LAHORE: All Pakistan Textile Mills Association (APTMA) has announced the establishment of 1,000 garment manufacturing plants worth $7 billion, reported an English daily.
The plants are planned to be established near Sheikhupura, Lahore, Faisalabad, Kasur, Multan, Sialkot, Rawalpindi, Karachi and Peshawar and will have around half a million stitching machines which will increase annual production to three billion pieces.
In the recent years, investors have been reluctant to invest in Pakistan’s textile industry due to rising cost of doing business, which has resulted in the industry losing technological advantage and competitive edge.
In 2005-2006 investments amounted to Rs1 billion which dropped to Rs0.56 billion in 2016-17.
According to an estimate, due to the increase in capacity, the sector will need an additional 10.3 million bales of raw cotton, 345 million kg of manmade fibre, 1.983 billion kg of additional yarn and an additional 7.928 billion square metres of processed fibre.
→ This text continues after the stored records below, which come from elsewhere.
use serde_json::Value;

use crate::notifier::Notification;

/// Action GitHub sends with a `watch` event when someone stars a repository.
pub const STARRED: &str = "started";

#[derive(Debug, Clone, serde::Deserialize)]
pub struct User {
    pub login: String,
}

#[derive(Debug, Clone, serde::Deserialize)]
pub struct Repository {
    pub full_name: String,
}

/// Star (`watch`) event payload.
///
/// Every field is optional: anything missing or of the wrong shape is left as `None`, so the
/// only way for a body to be rejected is to not be JSON at all.
#[derive(Debug, Clone, serde::Deserialize)]
#[serde(from = "Value")]
pub struct StarEvent {
    pub action: Option<String>,
    pub sender: Option<User>,
    pub repository: Option<Repository>,
}

fn field<T>(value: &mut Value, name: &str) -> Option<T>
where
    T: serde::de::DeserializeOwned,
{
    value
        .get_mut(name)
        .map(Value::take)
        .and_then(|field| serde_json::from_value(field).ok())
}

impl From<Value> for StarEvent {
    fn from(mut value: Value) -> Self {
        Self {
            action: field(&mut value, "action"),
            sender: field(&mut value, "sender"),
            repository: field(&mut value, "repository"),
        }
    }
}

impl StarEvent {
    pub fn into_notification(self) -> Option<Notification> {
        if self.action.as_deref() != Some(STARRED) {
            return None;
        }

        Some(Notification {
            sender: self.sender?.login,
            repository: self.repository?.full_name,
        })
    }
}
However, cotton producing areas have declined 30 per cent since 2011.
On the other hand, despite the poor performance of the textile sector, readymade garments have shown an increase with exports of readymade garments growing 5.5 per cent in the last year.
In return for the investment, “the APTMA members have demanded consistent energy prices across the country, removal of Rs3.50 per kilowatt-hour surcharge on electricity tariff, extending the duty drawback scheme for five years and drawbacks to be increased every year by 1 per cent for garments (up to 12 per cent) and made-ups (up to 10 per cent) against realisation of export proceeds,” the private news outlet reported.